Collected data
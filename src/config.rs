use std::time::Duration;

use crate::audio::{CaptureConstraints, PlaybackParams};
use crate::net_link::ReconnectPolicy;
use crate::outbound::{OverflowPolicy, QueuePolicy};

#[derive(Debug, Clone)]
pub struct Config {
    pub app_name: &'static str,
    pub app_version: &'static str,

    // 网络配置（静态部分）
    pub ws_url: &'static str,
    pub ws_token: &'static str,

    // 设备标识（动态部分，可在运行时修改）
    pub device_id: String,
    pub client_id: String,

    // 重连策略
    pub reconnect_base_delay_ms: u64,
    pub reconnect_max_attempts: u32,

    // 断线期间的发送队列
    pub outbound_queue_capacity: usize,
    pub outbound_overflow: OverflowPolicy,

    // 麦克风
    pub capture_device: &'static str,
    pub capture_sample_rate: u32,
    pub capture_channels: u32,
    pub capture_chunk_ms: u32,
    pub capture_echo_cancellation: bool,
    pub capture_noise_suppression: bool,
    pub capture_auto_gain: bool,

    // 扬声器
    pub playback_device: &'static str,
    pub playback_sample_rate: u32,
    pub playback_channels: u32,
    pub playback_period_size: usize,
}

impl Config {
    /// 从编译时设置的环境变量创建配置
    /// 所有参数都在编译时从 config.toml 中读取
    pub fn new() -> Result<Self, &'static str> {
        Ok(Self {
            app_name: env!("APP_NAME"),
            app_version: env!("APP_VERSION"),

            ws_url: env!("WS_URL"),
            ws_token: env!("WS_TOKEN"),

            device_id: env!("DEVICE_ID").to_string(),
            client_id: env!("CLIENT_ID").to_string(),

            reconnect_base_delay_ms: env!("RECONNECT_BASE_DELAY_MS")
                .parse()
                .map_err(|_| "Failed to parse RECONNECT_BASE_DELAY_MS")?,
            reconnect_max_attempts: env!("RECONNECT_MAX_ATTEMPTS")
                .parse()
                .map_err(|_| "Failed to parse RECONNECT_MAX_ATTEMPTS")?,

            outbound_queue_capacity: env!("OUTBOUND_QUEUE_CAPACITY")
                .parse()
                .map_err(|_| "Failed to parse OUTBOUND_QUEUE_CAPACITY")?,
            outbound_overflow: env!("OUTBOUND_OVERFLOW")
                .parse()
                .map_err(|_| "Failed to parse OUTBOUND_OVERFLOW")?,

            capture_device: env!("CAPTURE_DEVICE"),
            capture_sample_rate: env!("CAPTURE_SAMPLE_RATE")
                .parse()
                .map_err(|_| "Failed to parse CAPTURE_SAMPLE_RATE")?,
            capture_channels: env!("CAPTURE_CHANNELS")
                .parse()
                .map_err(|_| "Failed to parse CAPTURE_CHANNELS")?,
            capture_chunk_ms: env!("CAPTURE_CHUNK_MS")
                .parse()
                .map_err(|_| "Failed to parse CAPTURE_CHUNK_MS")?,
            capture_echo_cancellation: env!("CAPTURE_ECHO_CANCELLATION")
                .parse()
                .map_err(|_| "Failed to parse CAPTURE_ECHO_CANCELLATION")?,
            capture_noise_suppression: env!("CAPTURE_NOISE_SUPPRESSION")
                .parse()
                .map_err(|_| "Failed to parse CAPTURE_NOISE_SUPPRESSION")?,
            capture_auto_gain: env!("CAPTURE_AUTO_GAIN")
                .parse()
                .map_err(|_| "Failed to parse CAPTURE_AUTO_GAIN")?,

            playback_device: env!("PLAYBACK_DEVICE"),
            playback_sample_rate: env!("PLAYBACK_SAMPLE_RATE")
                .parse()
                .map_err(|_| "Failed to parse PLAYBACK_SAMPLE_RATE")?,
            playback_channels: env!("PLAYBACK_CHANNELS")
                .parse()
                .map_err(|_| "Failed to parse PLAYBACK_CHANNELS")?,
            playback_period_size: env!("PLAYBACK_PERIOD_SIZE")
                .parse()
                .map_err(|_| "Failed to parse PLAYBACK_PERIOD_SIZE")?,
        })
    }

    pub fn reconnect_policy(&self) -> ReconnectPolicy {
        ReconnectPolicy {
            base_delay: Duration::from_millis(self.reconnect_base_delay_ms),
            max_attempts: self.reconnect_max_attempts,
        }
    }

    pub fn queue_policy(&self) -> QueuePolicy {
        QueuePolicy {
            capacity: self.outbound_queue_capacity,
            overflow: self.outbound_overflow,
        }
    }

    pub fn capture_constraints(&self) -> CaptureConstraints {
        CaptureConstraints {
            sample_rate: self.capture_sample_rate,
            channels: self.capture_channels,
            chunk_ms: self.capture_chunk_ms,
            echo_cancellation: self.capture_echo_cancellation,
            noise_suppression: self.capture_noise_suppression,
            auto_gain: self.capture_auto_gain,
        }
    }

    pub fn playback_params(&self) -> PlaybackParams {
        PlaybackParams {
            sample_rate: self.playback_sample_rate,
            channels: self.playback_channels,
            period_size: self.playback_period_size,
        }
    }
}

#[cfg(test)]
mod tests {
    use super::*;

    #[test]
    fn build_time_config_parses() {
        let config = Config::new().expect("config.toml should be valid");
        assert!(config.ws_url.starts_with("ws"));
        assert!(config.capture_chunk_ms > 0);
        assert!(config.reconnect_policy().max_attempts > 0);
    }

    #[test]
    fn capture_constraints_carry_processing_flags() {
        let config = Config::new().unwrap();
        let constraints = config.capture_constraints();
        assert_eq!(constraints.sample_rate, config.capture_sample_rate);
        assert_eq!(constraints.echo_cancellation, config.capture_echo_cancellation);
        assert_eq!(constraints.auto_gain, config.capture_auto_gain);
    }
}
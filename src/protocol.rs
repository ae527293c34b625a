//! JSON envelopes exchanged with the voice endpoint.
//!
//! Every message is a text frame holding an object with a `type` tag.
//! Outbound we only ever send `audio`; inbound the tag decides dispatch.

use serde::{Deserialize, Serialize};
use serde_json::Value;
use thiserror::Error;

/// 上行音频固定参数
pub const CAPTURE_SAMPLE_RATE: u32 = 16_000;
pub const CAPTURE_CHANNELS: u8 = 1;

/// 服务端未声明采样率时的默认值
pub const DEFAULT_SERVER_SAMPLE_RATE: u32 = 24_000;

/// Close code used for closes this client asks for.
pub const INTENTIONAL_CLOSE_CODE: u16 = 1000;
/// Close code recorded when the socket drops without a close frame.
pub const ABNORMAL_CLOSE_CODE: u16 = 1006;

/// Outgoing audio frame, immutable once built.
#[derive(Serialize, Debug, Clone, PartialEq)]
pub struct AudioFrame {
    #[serde(rename = "type")]
    msg_type: &'static str,
    data: String,
    sample_rate: u32,
    channels: u8,
}

impl AudioFrame {
    /// Wrap an already base64-encoded PCM16LE payload.
    pub fn new(data: String) -> Self {
        Self {
            msg_type: "audio",
            data,
            sample_rate: CAPTURE_SAMPLE_RATE,
            channels: CAPTURE_CHANNELS,
        }
    }

    pub fn data(&self) -> &str {
        &self.data
    }

    pub fn to_json(&self) -> Result<String, serde_json::Error> {
        serde_json::to_string(self)
    }
}

/// Audio pushed by the server. `sample_rate` falls back to 24 kHz.
#[derive(Deserialize, Debug, Clone, PartialEq)]
pub struct IncomingAudio {
    pub data: String,
    #[serde(default = "default_sample_rate")]
    pub sample_rate: u32,
    #[serde(default)]
    pub channels: Option<u8>,
}

fn default_sample_rate() -> u32 {
    DEFAULT_SERVER_SAMPLE_RATE
}

#[derive(Deserialize)]
struct StatePayload {
    value: String,
}

#[derive(Debug, Clone, PartialEq)]
pub enum ServerMessage {
    State(String),
    Audio(IncomingAudio),
    /// Any other tag, kept verbatim for the generic observer.
    Other(Value),
}

#[derive(Debug, Error)]
pub enum ProtocolError {
    #[error("message is not valid JSON: {0}")]
    Json(#[from] serde_json::Error),

    #[error("message has no string `type` field")]
    MissingType,
}

impl ServerMessage {
    pub fn parse(text: &str) -> Result<Self, ProtocolError> {
        let value: Value = serde_json::from_str(text)?;
        let msg_type = value
            .get("type")
            .and_then(|t| t.as_str())
            .ok_or(ProtocolError::MissingType)?;

        match msg_type {
            "state" => {
                let payload: StatePayload = serde_json::from_value(value)?;
                Ok(ServerMessage::State(payload.value))
            }
            "audio" => Ok(ServerMessage::Audio(serde_json::from_value(value)?)),
            _ => Ok(ServerMessage::Other(value)),
        }
    }
}
//! Gapless scheduling of server audio.
//!
//! Frames arrive whenever the network delivers them. The scheduler keeps a
//! cursor on the output clock and places every frame right where the previous
//! one ends; when the cursor falls behind real time it is pushed forward to
//! rebuild a small lookahead buffer instead of piling frames up at "now".

use thiserror::Error;

use super::device::{OutputDevice, OutputFactory};
use super::frame_codec::{self, CodecError, DecodedFrame};
use crate::protocol::IncomingAudio;

/// A cursor closer than this to "now" counts as an underrun.
pub const UNDERRUN_THRESHOLD_SECS: f64 = 0.05;
/// Lookahead rebuilt after an underrun.
pub const SAFETY_BUFFER_SECS: f64 = 0.1;

#[derive(Debug, Error)]
pub enum PlaybackError {
    #[error(transparent)]
    Decode(#[from] CodecError),

    #[error("output device unavailable: {0:#}")]
    Device(anyhow::Error),
}

pub struct PlaybackScheduler {
    factory: Box<dyn OutputFactory>,
    output: Option<Box<dyn OutputDevice>>,
    /// Next free start time on the output clock, in seconds.
    clock: f64,
}

impl PlaybackScheduler {
    pub fn new(factory: Box<dyn OutputFactory>) -> Self {
        Self {
            factory,
            output: None,
            clock: 0.0,
        }
    }

    /// Decode a server frame and schedule it. Returns the start time.
    pub fn play(&mut self, audio: &IncomingAudio) -> Result<f64, PlaybackError> {
        let frame = frame_codec::decode(&audio.data, audio.sample_rate)?;
        self.schedule(frame)
    }

    pub fn schedule(&mut self, frame: DecodedFrame) -> Result<f64, PlaybackError> {
        let output = match self.output.take() {
            Some(output) => output,
            None => self.create_output()?,
        };
        let output = self.output.insert(output);

        let now = output.current_time();
        if self.clock < now + UNDERRUN_THRESHOLD_SECS {
            if self.clock > 0.0 {
                log::debug!(
                    "Playback underrun: cursor {:.3}s, device {:.3}s, rebuilding buffer",
                    self.clock,
                    now
                );
            }
            self.clock = now + SAFETY_BUFFER_SECS;
        }

        let start_at = self.clock;
        output
            .schedule(&frame.samples, frame.sample_rate, start_at)
            .map_err(PlaybackError::Device)?;
        self.clock += frame.duration();
        Ok(start_at)
    }

    /// Close the output device and rewind the cursor. No-op without a device.
    pub fn teardown(&mut self) {
        if let Some(mut output) = self.output.take() {
            output.close();
            log::info!("Playback output released");
        }
        self.clock = 0.0;
    }

    pub fn clock(&self) -> f64 {
        self.clock
    }

    pub fn is_active(&self) -> bool {
        self.output.is_some()
    }

    fn create_output(&mut self) -> Result<Box<dyn OutputDevice>, PlaybackError> {
        let output = self.factory.create().map_err(PlaybackError::Device)?;
        self.clock = output.current_time();
        log::info!("Playback output created, clock at {:.3}s", self.clock);
        Ok(output)
    }
}

impl Drop for PlaybackScheduler {
    fn drop(&mut self) {
        self.teardown();
    }
}
//! PCM16 <-> transport payload.
//!
//! The wire carries little-endian int16 samples wrapped in standard base64 so
//! they fit inside a JSON text frame.

use base64::Engine;
use base64::engine::general_purpose::STANDARD;
use thiserror::Error;

#[derive(Debug, Error, Clone, PartialEq, Eq)]
pub enum CodecError {
    #[error("audio payload is not valid base64: {0}")]
    InvalidBase64(String),

    #[error("audio payload has {0} bytes, expected a multiple of 2")]
    OddByteLength(usize),

    #[error("audio declared a sample rate of {0} Hz")]
    InvalidSampleRate(u32),
}

/// Normalized samples plus the rate they were declared at.
#[derive(Debug, Clone, PartialEq)]
pub struct DecodedFrame {
    pub samples: Vec<f32>,
    pub sample_rate: u32,
}

impl DecodedFrame {
    /// Length in seconds.
    pub fn duration(&self) -> f64 {
        if self.sample_rate == 0 {
            return 0.0;
        }
        self.samples.len() as f64 / self.sample_rate as f64
    }
}

pub fn encode(pcm: &[i16]) -> String {
    let mut bytes = Vec::with_capacity(pcm.len() * 2);
    for sample in pcm {
        bytes.extend_from_slice(&sample.to_le_bytes());
    }
    STANDARD.encode(bytes)
}

pub fn decode(payload: &str, sample_rate: u32) -> Result<DecodedFrame, CodecError> {
    // 零采样率的帧没有时长，会和下一帧重叠
    if sample_rate == 0 {
        return Err(CodecError::InvalidSampleRate(sample_rate));
    }
    let pcm = decode_pcm(payload)?;
    Ok(DecodedFrame {
        samples: pcm.iter().map(|&s| s as f32 / 32768.0).collect(),
        sample_rate,
    })
}

/// Base64 payload to raw int16 samples.
pub fn decode_pcm(payload: &str) -> Result<Vec<i16>, CodecError> {
    let bytes = STANDARD
        .decode(payload)
        .map_err(|e| CodecError::InvalidBase64(e.to_string()))?;
    pcm_bytes_to_i16(&bytes)
}

pub fn pcm_bytes_to_i16(bytes: &[u8]) -> Result<Vec<i16>, CodecError> {
    if bytes.len() % 2 != 0 {
        return Err(CodecError::OddByteLength(bytes.len()));
    }
    Ok(bytes
        .chunks_exact(2)
        .map(|pair| i16::from_le_bytes([pair[0], pair[1]]))
        .collect())
}

/// Raw captured PCM16LE bytes to samples in [-1, 1).
pub fn pcm_bytes_to_f32(bytes: &[u8]) -> Result<Vec<f32>, CodecError> {
    Ok(pcm_bytes_to_i16(bytes)?
        .into_iter()
        .map(|s| s as f32 / 32768.0)
        .collect())
}
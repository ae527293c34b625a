//! ALSA implementations of [`Microphone`] and [`OutputFactory`].
//!
//! Each open device owns one std thread doing blocking PCM I/O. The PCM handle
//! never leaves its thread; open errors are reported back through a
//! rendezvous channel so callers still get a synchronous `Result`.

use std::collections::VecDeque;
use std::sync::atomic::{AtomicBool, Ordering};
use std::sync::{Arc, Mutex, mpsc as std_mpsc};
use std::thread::{self, JoinHandle};

use alsa::pcm::{Access, Format, HwParams, PCM};
use alsa::{Direction, ValueOr};
use anyhow::{Context, Result, anyhow};

use super::device::{
    CaptureConstraints, ChunkSender, InputStream, Microphone, OutputDevice, OutputFactory,
    PlaybackParams, stop_device_thread,
};
use super::resample::{FramePlacer, downmix, fit_length, resample_linear};

/// XRUN 连续恢复失败的上限
const MAX_RECOVERY_RETRIES: u32 = 3;

/// What the hardware actually agreed to.
#[derive(Debug, Clone, Copy)]
struct Negotiated {
    sample_rate: u32,
    channels: u32,
    period_size: usize,
}

fn open_pcm(
    device: &str,
    direction: Direction,
    sample_rate: u32,
    channels: u32,
    period_size: Option<usize>,
) -> Result<(PCM, Negotiated)> {
    let dir_name = match direction {
        Direction::Capture => "capture",
        Direction::Playback => "playback",
    };
    let pcm = PCM::new(device, direction, false)
        .with_context(|| format!("Failed to open PCM device '{}' for {}", device, dir_name))?;

    {
        let hwp = HwParams::any(&pcm).context("Failed to initialize HwParams")?;
        hwp.set_access(Access::RWInterleaved)?;
        hwp.set_format(Format::S16LE)?;
        hwp.set_channels(channels)?;
        hwp.set_rate_near(sample_rate, ValueOr::Nearest)?;
        if let Some(ps) = period_size {
            hwp.set_period_size_near(ps as alsa::pcm::Frames, ValueOr::Nearest)?;
        }
        pcm.hw_params(&hwp)?;
    }

    let negotiated = {
        let hwp = pcm.hw_params_current()?;
        Negotiated {
            sample_rate: hwp.get_rate()?,
            channels: hwp.get_channels()?,
            period_size: hwp.get_period_size()? as usize,
        }
    };

    log::info!(
        "ALSA {}: device={}, rate={}, channels={}, period_size={}",
        dir_name,
        device,
        negotiated.sample_rate,
        negotiated.channels,
        negotiated.period_size,
    );

    Ok((pcm, negotiated))
}

/// Spawn a device thread and wait until it reports whether the PCM opened.
fn spawn_device_thread<F>(name: &str, body: F) -> Result<(JoinHandle<()>, Negotiated)>
where
    F: FnOnce(std_mpsc::SyncSender<Result<Negotiated>>) + Send + 'static,
{
    let (ready_tx, ready_rx) = std_mpsc::sync_channel(1);
    let handle = thread::Builder::new()
        .name(name.to_string())
        .spawn(move || body(ready_tx))
        .with_context(|| format!("Failed to spawn {} thread", name))?;

    match ready_rx.recv() {
        Ok(Ok(negotiated)) => Ok((handle, negotiated)),
        Ok(Err(e)) => {
            let _ = handle.join();
            Err(e)
        }
        Err(_) => {
            let _ = handle.join();
            Err(anyhow!("{} thread exited before opening the device", name))
        }
    }
}

// ---------------------------------------------------------------------------
// Capture
// ---------------------------------------------------------------------------

pub struct AlsaMicrophone {
    device: String,
}

impl AlsaMicrophone {
    pub fn new(device: &str) -> Self {
        Self {
            device: device.to_string(),
        }
    }
}

struct AlsaInputStream {
    running: Arc<AtomicBool>,
    handle: Option<JoinHandle<()>>,
}

impl InputStream for AlsaInputStream {
    fn stop(&mut self) {
        stop_device_thread(&self.running, &mut self.handle);
    }
}

impl Drop for AlsaInputStream {
    fn drop(&mut self) {
        self.stop();
    }
}

impl Microphone for AlsaMicrophone {
    fn open(
        &self,
        constraints: &CaptureConstraints,
        chunks: ChunkSender,
    ) -> Result<Box<dyn InputStream>> {
        // ALSA 本身不提供 AEC/NS/AGC，这里只记录请求，由信号调理负责电平
        log::debug!(
            "Capture constraints: aec={}, ns={}, agc={} (not applied by ALSA)",
            constraints.echo_cancellation,
            constraints.noise_suppression,
            constraints.auto_gain,
        );

        let running = Arc::new(AtomicBool::new(true));
        let device = self.device.clone();
        let constraints = *constraints;
        let flag = running.clone();

        let (handle, _) = spawn_device_thread("audio-record", move |ready| {
            let (pcm, negotiated) = match open_pcm(
                &device,
                Direction::Capture,
                constraints.sample_rate,
                constraints.channels,
                None,
            ) {
                Ok(opened) => opened,
                Err(e) => {
                    let _ = ready.send(Err(e));
                    return;
                }
            };
            let _ = ready.send(Ok(negotiated));
            if let Err(e) = record_loop(&pcm, negotiated, &constraints, &chunks, &flag) {
                log::error!("Recording thread failed: {:#}", e);
            }
        })?;

        Ok(Box::new(AlsaInputStream {
            running,
            handle: Some(handle),
        }))
    }
}

fn record_loop(
    pcm: &PCM,
    hw: Negotiated,
    constraints: &CaptureConstraints,
    chunks: &ChunkSender,
    running: &AtomicBool,
) -> Result<()> {
    let io = pcm.io_i16()?;
    let chunk_frames = constraints.chunk_frames().max(1);
    let mut read_buf = vec![0i16; hw.period_size.max(1) * hw.channels as usize];
    let mut accum: Vec<f32> = Vec::with_capacity(chunk_frames * 2);
    let mut retry_count = 0u32;

    log::info!(
        "Recording thread running: hw {}Hz/{}ch, {} frames per chunk",
        hw.sample_rate,
        hw.channels,
        chunk_frames
    );

    while running.load(Ordering::Relaxed) {
        match io.readi(&mut read_buf) {
            Ok(frames) => {
                retry_count = 0;
                let interleaved: Vec<f32> = read_buf[..frames * hw.channels as usize]
                    .iter()
                    .map(|&s| s as f32 / 32768.0)
                    .collect();
                let mono = downmix(&interleaved, hw.channels);
                accum.extend(resample_linear(&mono, hw.sample_rate, constraints.sample_rate));

                while accum.len() >= chunk_frames {
                    let bytes: Vec<u8> = accum
                        .drain(..chunk_frames)
                        .flat_map(|s| super::conditioner::quantize(s).to_le_bytes())
                        .collect();
                    if chunks.blocking_send(bytes).is_err() {
                        log::debug!("Chunk receiver dropped, leaving recording loop");
                        return Ok(());
                    }
                }
            }
            Err(e) => {
                log::warn!("ALSA capture error: {}, recovering...", e);
                retry_count += 1;
                pcm.prepare().context("Failed to recover PCM capture")?;
                if retry_count >= MAX_RECOVERY_RETRIES {
                    anyhow::bail!("capture keeps failing after {} recoveries", retry_count);
                }
            }
        }
    }

    log::info!("Recording thread stopped");
    Ok(())
}

// ---------------------------------------------------------------------------
// Playback
// ---------------------------------------------------------------------------

/// One scheduled buffer, already at the device rate.
struct Segment {
    start_frame: u64,
    samples: Vec<f32>,
}

impl Segment {
    fn end_frame(&self) -> u64 {
        self.start_frame + self.samples.len() as u64
    }
}

/// Shared between the scheduler side and the playback thread.
#[derive(Default)]
struct Timeline {
    /// Frames handed to ALSA so far; this is the device clock.
    written_frames: u64,
    segments: VecDeque<Segment>,
}

impl Timeline {
    /// Mix everything overlapping `[written_frames, written_frames + out.len())`.
    fn render(&mut self, out: &mut [f32]) {
        out.fill(0.0);
        let from = self.written_frames;
        let to = from + out.len() as u64;
        for seg in self.segments.iter() {
            if seg.start_frame >= to || seg.end_frame() <= from {
                continue;
            }
            let begin = seg.start_frame.max(from);
            let end = seg.end_frame().min(to);
            for frame in begin..end {
                out[(frame - from) as usize] += seg.samples[(frame - seg.start_frame) as usize];
            }
        }
    }

    fn advance(&mut self, frames: u64) {
        self.written_frames += frames;
        let now = self.written_frames;
        self.segments.retain(|seg| seg.end_frame() > now);
    }
}

pub struct AlsaOutputFactory {
    device: String,
    params: PlaybackParams,
}

impl AlsaOutputFactory {
    pub fn new(device: &str, params: PlaybackParams) -> Self {
        Self {
            device: device.to_string(),
            params,
        }
    }
}

struct AlsaOutput {
    sample_rate: u32,
    placer: FramePlacer,
    timeline: Arc<Mutex<Timeline>>,
    running: Arc<AtomicBool>,
    handle: Option<JoinHandle<()>>,
}

impl OutputFactory for AlsaOutputFactory {
    fn create(&self) -> Result<Box<dyn OutputDevice>> {
        let running = Arc::new(AtomicBool::new(true));
        let timeline = Arc::new(Mutex::new(Timeline::default()));
        let device = self.device.clone();
        let params = self.params;
        let (flag, shared) = (running.clone(), timeline.clone());

        let (handle, negotiated) = spawn_device_thread("audio-play", move |ready| {
            let period = (params.period_size > 0).then_some(params.period_size);
            let (pcm, negotiated) = match open_pcm(
                &device,
                Direction::Playback,
                params.sample_rate,
                params.channels,
                period,
            ) {
                Ok(opened) => opened,
                Err(e) => {
                    let _ = ready.send(Err(e));
                    return;
                }
            };
            let _ = ready.send(Ok(negotiated));
            if let Err(e) = play_loop(&pcm, negotiated, &shared, &flag) {
                log::error!("Playback thread failed: {:#}", e);
            }
        })?;

        Ok(Box::new(AlsaOutput {
            sample_rate: negotiated.sample_rate,
            placer: FramePlacer::new(negotiated.sample_rate),
            timeline,
            running,
            handle: Some(handle),
        }))
    }
}

impl OutputDevice for AlsaOutput {
    fn current_time(&self) -> f64 {
        match self.timeline.lock() {
            Ok(timeline) => timeline.written_frames as f64 / self.sample_rate as f64,
            Err(_) => 0.0,
        }
    }

    fn schedule(&mut self, samples: &[f32], sample_rate: u32, start_at: f64) -> Result<()> {
        if self.handle.is_none() {
            anyhow::bail!("playback device is closed");
        }
        let (start_frame, len) = self.placer.place(start_at, samples.len(), sample_rate);
        let samples = fit_length(resample_linear(samples, sample_rate, self.sample_rate), len);
        let mut timeline = self
            .timeline
            .lock()
            .map_err(|_| anyhow!("playback timeline poisoned"))?;
        timeline.segments.push_back(Segment {
            start_frame,
            samples,
        });
        Ok(())
    }

    fn close(&mut self) {
        stop_device_thread(&self.running, &mut self.handle);
    }
}

impl Drop for AlsaOutput {
    fn drop(&mut self) {
        self.close();
    }
}

fn play_loop(
    pcm: &PCM,
    hw: Negotiated,
    timeline: &Mutex<Timeline>,
    running: &AtomicBool,
) -> Result<()> {
    let io = pcm.io_i16()?;
    let period = hw.period_size.max(1);
    let channels = hw.channels as usize;
    let mut mix = vec![0.0f32; period];
    let mut out = vec![0i16; period * channels];

    log::info!("Playback thread running: {}Hz/{}ch, period={}", hw.sample_rate, hw.channels, period);

    while running.load(Ordering::Relaxed) {
        {
            let mut timeline = timeline
                .lock()
                .map_err(|_| anyhow!("playback timeline poisoned"))?;
            timeline.render(&mut mix);
        }
        for (frame, &sample) in mix.iter().enumerate() {
            let s = super::conditioner::quantize(sample);
            out[frame * channels..(frame + 1) * channels].fill(s);
        }

        // 短写和 XRUN 都在这里处理，不丢已调度的帧
        let mut frames_written = 0;
        let mut retry_count = 0u32;
        while frames_written < period {
            match io.writei(&out[frames_written * channels..]) {
                Ok(n) => {
                    frames_written += n;
                    retry_count = 0;
                }
                Err(e) => {
                    log::warn!("ALSA XRUN or error: {}, recovering...", e);
                    retry_count += 1;
                    pcm.prepare().context("Failed to recover PCM playback")?;
                    if retry_count >= MAX_RECOVERY_RETRIES {
                        log::error!(
                            "Max recovery retries ({}) reached. Dropping {} unwritten frames.",
                            retry_count,
                            period - frames_written
                        );
                        break;
                    }
                }
            }
        }

        // 丢弃的帧也推进时钟，保持与真实时间一致
        let mut timeline = timeline
            .lock()
            .map_err(|_| anyhow!("playback timeline poisoned"))?;
        timeline.advance(period as u64);
    }

    let _ = pcm.drain();
    log::info!("Playback thread stopped");
    Ok(())
}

> Prompt
The answer consists of the lines above that include the word "begin", each copied exactly.

> Written solution
            let begin = seg.start_frame.max(from);
            for frame in begin..end {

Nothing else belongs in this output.